Records from a data collection
========

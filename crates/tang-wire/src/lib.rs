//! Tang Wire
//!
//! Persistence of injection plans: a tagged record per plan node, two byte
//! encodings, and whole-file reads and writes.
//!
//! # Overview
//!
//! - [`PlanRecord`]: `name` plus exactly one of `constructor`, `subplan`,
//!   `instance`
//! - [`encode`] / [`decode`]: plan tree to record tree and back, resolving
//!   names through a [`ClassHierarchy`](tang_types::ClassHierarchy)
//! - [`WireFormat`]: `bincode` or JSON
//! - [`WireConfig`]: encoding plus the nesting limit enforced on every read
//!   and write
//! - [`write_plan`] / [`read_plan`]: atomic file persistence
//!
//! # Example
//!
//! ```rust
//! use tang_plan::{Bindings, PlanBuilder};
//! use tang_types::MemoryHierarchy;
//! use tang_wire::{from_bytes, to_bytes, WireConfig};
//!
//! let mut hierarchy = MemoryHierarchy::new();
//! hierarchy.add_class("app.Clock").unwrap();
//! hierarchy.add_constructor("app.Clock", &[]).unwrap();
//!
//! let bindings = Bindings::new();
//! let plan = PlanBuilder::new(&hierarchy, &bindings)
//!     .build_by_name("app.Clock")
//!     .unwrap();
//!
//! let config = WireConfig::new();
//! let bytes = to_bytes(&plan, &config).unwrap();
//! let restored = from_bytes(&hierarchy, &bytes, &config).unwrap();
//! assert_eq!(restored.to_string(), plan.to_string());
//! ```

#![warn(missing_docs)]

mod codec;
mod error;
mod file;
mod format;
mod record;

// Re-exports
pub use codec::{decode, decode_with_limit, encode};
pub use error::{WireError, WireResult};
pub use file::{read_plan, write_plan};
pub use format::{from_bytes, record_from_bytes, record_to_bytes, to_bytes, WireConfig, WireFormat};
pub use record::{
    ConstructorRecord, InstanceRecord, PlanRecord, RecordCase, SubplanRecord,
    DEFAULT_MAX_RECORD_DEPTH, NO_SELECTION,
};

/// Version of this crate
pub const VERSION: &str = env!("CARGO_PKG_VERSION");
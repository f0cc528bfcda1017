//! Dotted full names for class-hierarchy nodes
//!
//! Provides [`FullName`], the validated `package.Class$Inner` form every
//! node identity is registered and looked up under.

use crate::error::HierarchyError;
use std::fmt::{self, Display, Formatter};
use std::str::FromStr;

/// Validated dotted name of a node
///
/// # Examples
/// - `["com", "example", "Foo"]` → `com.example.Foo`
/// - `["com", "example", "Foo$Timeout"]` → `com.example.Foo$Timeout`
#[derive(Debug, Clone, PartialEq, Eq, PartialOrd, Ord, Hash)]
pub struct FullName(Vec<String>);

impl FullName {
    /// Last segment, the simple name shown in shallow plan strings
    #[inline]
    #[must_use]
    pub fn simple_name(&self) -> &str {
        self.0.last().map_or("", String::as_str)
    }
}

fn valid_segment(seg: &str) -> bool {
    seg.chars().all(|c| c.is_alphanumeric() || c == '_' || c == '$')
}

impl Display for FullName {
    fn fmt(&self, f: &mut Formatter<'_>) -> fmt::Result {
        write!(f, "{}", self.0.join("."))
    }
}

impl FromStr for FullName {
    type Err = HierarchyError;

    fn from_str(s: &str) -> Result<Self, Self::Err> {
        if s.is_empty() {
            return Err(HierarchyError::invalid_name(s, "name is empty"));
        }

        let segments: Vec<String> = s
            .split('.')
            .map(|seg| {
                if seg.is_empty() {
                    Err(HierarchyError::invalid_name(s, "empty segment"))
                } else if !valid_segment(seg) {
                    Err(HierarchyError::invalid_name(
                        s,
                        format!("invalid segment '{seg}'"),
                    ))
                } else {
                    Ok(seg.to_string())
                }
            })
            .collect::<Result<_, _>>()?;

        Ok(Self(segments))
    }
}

========

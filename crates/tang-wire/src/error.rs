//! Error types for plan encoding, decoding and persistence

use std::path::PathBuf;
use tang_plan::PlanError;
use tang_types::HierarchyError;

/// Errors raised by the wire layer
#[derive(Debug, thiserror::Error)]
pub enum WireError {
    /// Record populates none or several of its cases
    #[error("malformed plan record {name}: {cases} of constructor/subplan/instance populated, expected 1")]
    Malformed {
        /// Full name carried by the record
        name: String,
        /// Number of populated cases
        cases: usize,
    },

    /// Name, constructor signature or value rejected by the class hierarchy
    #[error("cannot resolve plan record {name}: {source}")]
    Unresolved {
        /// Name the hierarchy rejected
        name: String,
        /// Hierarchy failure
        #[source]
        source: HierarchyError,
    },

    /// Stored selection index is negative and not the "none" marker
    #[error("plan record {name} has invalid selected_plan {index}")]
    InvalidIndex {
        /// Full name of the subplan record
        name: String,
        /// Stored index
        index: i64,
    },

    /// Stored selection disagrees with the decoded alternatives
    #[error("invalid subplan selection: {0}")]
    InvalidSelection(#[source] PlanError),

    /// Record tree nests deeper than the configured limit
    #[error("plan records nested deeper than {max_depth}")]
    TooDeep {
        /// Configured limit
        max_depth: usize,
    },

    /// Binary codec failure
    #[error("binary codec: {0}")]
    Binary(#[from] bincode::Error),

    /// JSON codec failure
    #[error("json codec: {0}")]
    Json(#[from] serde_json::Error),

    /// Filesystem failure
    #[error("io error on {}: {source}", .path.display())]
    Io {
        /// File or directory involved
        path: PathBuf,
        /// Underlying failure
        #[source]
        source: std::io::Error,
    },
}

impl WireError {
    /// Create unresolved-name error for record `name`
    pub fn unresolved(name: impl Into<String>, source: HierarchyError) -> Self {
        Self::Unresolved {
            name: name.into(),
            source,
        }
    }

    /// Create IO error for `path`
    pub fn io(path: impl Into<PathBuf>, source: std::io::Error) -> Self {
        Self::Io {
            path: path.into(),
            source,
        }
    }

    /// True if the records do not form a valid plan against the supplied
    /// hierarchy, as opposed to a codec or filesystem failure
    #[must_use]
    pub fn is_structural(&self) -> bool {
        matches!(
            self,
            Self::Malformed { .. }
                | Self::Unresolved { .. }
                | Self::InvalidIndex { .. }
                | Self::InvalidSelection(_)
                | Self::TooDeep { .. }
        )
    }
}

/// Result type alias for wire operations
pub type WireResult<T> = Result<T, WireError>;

========

Copy out each line of the entries where the word "FromStr" is found.

▶ [OUTPUT]
use std::str::FromStr;
impl FromStr for FullName {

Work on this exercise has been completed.